Zéli s’avança près de Kernok.

« Capitaine, l’Anglais nous gagne.

— Je le vois sacrebleu bien, vieux sot ! nos avirons ne font rien, ils fatiguent inutilement nos hommes ; fais-les déborder, charger les caronades à deux boulets, placer les grappins d’abordage, mettre les pierriers dans les hunes ; car nous allons en découdre, et il n’y a pas à tergiverser. Fais aussi amener les perroquets et haler bas les bonnettes ; si la brise fraîchit, nous nous battrons sous nos huniers ; c’est la meilleure allure de L’Épervier. » Quand la manœuvre fut exécutée, Kernok harangua son équipage ainsi qu’il suit :

« Enfants, voici une corvette qui a les reins solides ; elle serre de si près L’Épervier, que nous ne pouvons espérer de gagner au vent ; d’ailleurs il n’en fait pas.
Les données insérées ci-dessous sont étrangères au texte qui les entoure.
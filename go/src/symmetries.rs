use super::constants::{board_sq, NUM_SYMMETRIES};

/// Remaps a board cell according to one of the 8 symmetries of the square.
/// Symmetries 4-7 transpose first; bit 0 of `symmetry % 4` then mirrors x and bit 1 mirrors y.
pub fn remap_vertex(vertex: usize, symmetry: usize, board_size: usize) -> usize {
    assert!(vertex < board_sq(board_size), "Vertex {} is off the board", vertex);
    assert!(symmetry < NUM_SYMMETRIES, "Symmetry {} is out of range", symmetry);

    let mut x = vertex % board_size;
    let mut y = vertex / board_size;
    let mut symmetry = symmetry;

    if symmetry >= 4 {
        std::mem::swap(&mut x, &mut y);
        symmetry -= 4;
    }

    if symmetry == 1 || symmetry == 3 {
        x = board_size - x - 1;
    }

    if symmetry == 2 || symmetry == 3 {
        y = board_size - y - 1;
    }

    y * board_size + x
}

/// Gather tables for every symmetry, computed once and shared read-only between workers.
#[derive(Debug, Clone)]
pub struct SymmetryTables {
    board_size: usize,
    history_steps: usize,
    position_tables: Vec<Vec<usize>>,
    plane_tables: Vec<Vec<usize>>,
    flat_planes: [Vec<u8>; 2],
}

impl SymmetryTables {
    pub fn new(board_size: usize, history_steps: usize) -> Self {
        let board_sq = board_sq(board_size);
        let num_planes = history_steps * 2;

        // The last element is pass, which every symmetry leaves in place.
        let position_tables = (0..NUM_SYMMETRIES)
            .map(|symmetry| {
                (0..board_sq)
                    .map(|vertex| remap_vertex(vertex, symmetry, board_size))
                    .chain(std::iter::once(board_sq))
                    .collect::<Vec<_>>()
            })
            .collect::<Vec<_>>();

        let plane_tables = position_tables
            .iter()
            .map(|table| {
                (0..num_planes)
                    .flat_map(|plane| table[..board_sq].iter().map(move |v| v + plane * board_sq))
                    .collect::<Vec<_>>()
            })
            .collect();

        Self {
            board_size,
            history_steps,
            position_tables,
            plane_tables,
            flat_planes: [vec![0; board_sq], vec![1; board_sq]],
        }
    }

    pub fn board_size(&self) -> usize {
        self.board_size
    }

    pub fn history_steps(&self) -> usize {
        self.history_steps
    }

    pub fn position_table(&self, symmetry: usize) -> &[usize] {
        &self.position_tables[symmetry]
    }

    pub fn plane_table(&self, symmetry: usize) -> &[usize] {
        &self.plane_tables[symmetry]
    }

    /// All zero (`false`) or all one (`true`) plane, used for the color to move.
    pub fn flat_plane(&self, filled: bool) -> &[u8] {
        &self.flat_planes[filled as usize]
    }

    /// The symmetry that undoes `symmetry`. Pure reflections are their own inverse;
    /// for the transposing ones the axis mirrors swap.
    pub fn inverse(symmetry: usize) -> usize {
        match symmetry {
            5 => 6,
            6 => 5,
            s => s,
        }
    }

    /// `output[i] = input[table[i]]` over the history planes.
    pub fn remap_planes<T: Copy>(&self, symmetry: usize, input: &[T], output: &mut [T]) {
        gather(self.plane_table(symmetry), input, output);
    }

    /// `output[i] = input[table[i]]` over a move probability vector, pass included.
    pub fn remap_probabilities<T: Copy>(&self, symmetry: usize, input: &[T], output: &mut [T]) {
        gather(self.position_table(symmetry), input, output);
    }
}

fn gather<T: Copy>(table: &[usize], input: &[T], output: &mut [T]) {
    assert_eq!(input.len(), table.len(), "Input does not match table length");
    assert_eq!(output.len(), table.len(), "Output does not match table length");

    for (out, &idx) in output.iter_mut().zip(table) {
        *out = input[idx];
    }
}
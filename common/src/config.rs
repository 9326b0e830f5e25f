use std::{collections::HashMap, path::Path};

use anyhow::{bail, Context, Result};
use hocon::{Hocon, HoconLoader};

/// Layered configuration lookup: process environment first, then the scoped section
/// of the hocon document, then the document root.
#[derive(Debug)]
pub struct ConfigLoader {
    hocon: Hocon,
    env: HashMap<String, String>,
    scope: String,
}

impl ConfigLoader {
    pub fn new(path: impl AsRef<Path>, scope: String) -> Result<Self> {
        let path = path.as_ref();
        if !path.is_file() {
            bail!("The config file {:?} was not found", path);
        }

        let hocon = HoconLoader::new()
            .load_file(path)
            .with_context(|| format!("Failed to find or load config file at: {:?}", path))?
            .hocon()?;

        Ok(Self::from_hocon(hocon, scope))
    }

    pub fn from_str(contents: &str, scope: String) -> Result<Self> {
        let hocon = HoconLoader::new()
            .load_str(contents)
            .context("Failed to parse config")?
            .hocon()?;

        Ok(Self::from_hocon(hocon, scope))
    }

    fn from_hocon(hocon: Hocon, scope: String) -> Self {
        let env = std::env::vars().collect::<HashMap<_, _>>();

        Self { hocon, env, scope }
    }

    /// Replaces the captured environment. Mostly useful to keep tests hermetic.
    pub fn with_env(mut self, env: HashMap<String, String>) -> Self {
        self.env = env;
        self
    }

    pub fn scope(&self) -> &str {
        &self.scope
    }

    pub fn get(&self, name: &str) -> Option<Value> {
        if let Some(value) = self.env.get(name) {
            return Some(Value::String(value.clone()));
        }

        let scope = &self.hocon[self.scope.as_str()];
        if matches!(scope, Hocon::Hash(_)) {
            if let Some(value) = Self::map_hocon(scope, name) {
                return Some(value);
            }
        }

        Self::map_hocon(&self.hocon, name)
    }

    pub fn load<T: Config>(&self) -> Result<T> {
        let res = T::load(self)?;
        Ok(res)
    }

    fn map_hocon(hocon: &Hocon, name: &str) -> Option<Value> {
        match &hocon[name] {
            Hocon::Real(f64) => Some(Value::Float(*f64 as f32)),
            Hocon::Integer(i64) => Some(Value::Integer(*i64)),
            Hocon::String(string) => Some(Value::String(string.clone())),
            Hocon::Boolean(bool) => Some(Value::Boolean(*bool)),
            _ => None,
        }
    }
}

#[derive(Debug, Clone, PartialEq)]
pub enum Value {
    String(String),
    Integer(i64),
    Float(f32),
    Boolean(bool),
}

impl Value {
    pub fn as_bool(&self) -> Option<bool> {
        match self {
            Value::Boolean(val) => Some(*val),
            Value::String(val) => Hocon::String(val.clone()).as_bool(),
            _ => None,
        }
    }

    pub fn as_usize(&self) -> Option<usize> {
        match self {
            Value::Integer(val) => usize::try_from(*val).ok(),
            Value::String(val) => val.parse::<usize>().ok(),
            _ => None,
        }
    }

    pub fn as_u64(&self) -> Option<u64> {
        match self {
            Value::Integer(val) => u64::try_from(*val).ok(),
            Value::String(val) => val.parse::<u64>().ok(),
            _ => None,
        }
    }

    pub fn as_f32(&self) -> Option<f32> {
        match self {
            Value::Float(val) => Some(*val),
            Value::Integer(val) => Some(*val as f32),
            Value::String(val) => val.parse::<f32>().ok(),
            _ => None,
        }
    }

    pub fn as_string(&self) -> Option<String> {
        match self {
            Value::String(val) => Some(val.clone()),
            Value::Boolean(true) => Some("true".to_string()),
            Value::Boolean(false) => Some("false".to_string()),
            Value::Float(val) => Some(val.to_string()),
            Value::Integer(val) => Some(val.to_string()),
        }
    }
}

pub trait Config {
    fn load(config: &ConfigLoader) -> Result<Self>
    where
        Self: Sized;
}

#[cfg(test)]
mod tests {
    use super::*;

    const CONFIG: &str = r#"
        board_size = 9
        stream {
            history_steps = 4
            sample_fraction = 0.5
            shuffle_games = false
        }
    "#;

    fn loader(scope: &str) -> ConfigLoader {
        ConfigLoader::from_str(CONFIG, scope.to_string())
            .unwrap()
            .with_env(HashMap::new())
    }

    #[test]
    fn test_get_reads_scoped_value() {
        let config = loader("stream");
        assert_eq!(config.get("history_steps").and_then(|v| v.as_usize()), Some(4));
        assert_eq!(config.get("shuffle_games").and_then(|v| v.as_bool()), Some(false));
    }

    #[test]
    fn test_get_falls_back_to_root() {
        let config = loader("stream");
        assert_eq!(config.get("board_size").and_then(|v| v.as_usize()), Some(9));
    }

    #[test]
    fn test_get_missing_value() {
        let config = loader("stream");
        assert_eq!(config.get("worker_count"), None);
    }

    #[test]
    fn test_env_overrides_file() {
        let env = HashMap::from([("board_size".to_string(), "13".to_string())]);
        let config = loader("stream").with_env(env);
        assert_eq!(config.get("board_size").and_then(|v| v.as_usize()), Some(13));
    }

    #[test]
    fn test_integer_as_f32() {
        assert_eq!(Value::Integer(1).as_f32(), Some(1.0));
        assert_eq!(Value::Float(0.5).as_usize(), None);
    }

    #[test]
    fn test_negative_integer_is_not_usize() {
        assert_eq!(Value::Integer(-3).as_usize(), None);
    }
}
Si nous sommes pris, nous serons pendus ; si nous nous rendons, ce sera tout de même ; combattons donc en braves matelots, et peut-être qu’en faisant feu, comme dit le proverbe, des quatre pattes et de la queue nous nous en retirerons avec nos culottes. Mordieu ! mes garçons, L’Épervier a bien coulé un grand trois-mâts sarde sur les côtes de Sicile, après deux heures de combat ; pourquoi craindrait-il cette corvette à pavillon bleu ? Songez aussi que nous avons dix millions à conserver. Cordieu ! enfants, dix millions ou la corde ! »

L’effet de cette péroraison fut péremptoire, et tout d’une voix l’équipage cria :

« Hourra ! Mort aux Anglais ! » La corvette se trouvait alors si proche, que l’on distinguait parfaitement ses amures et son gréement.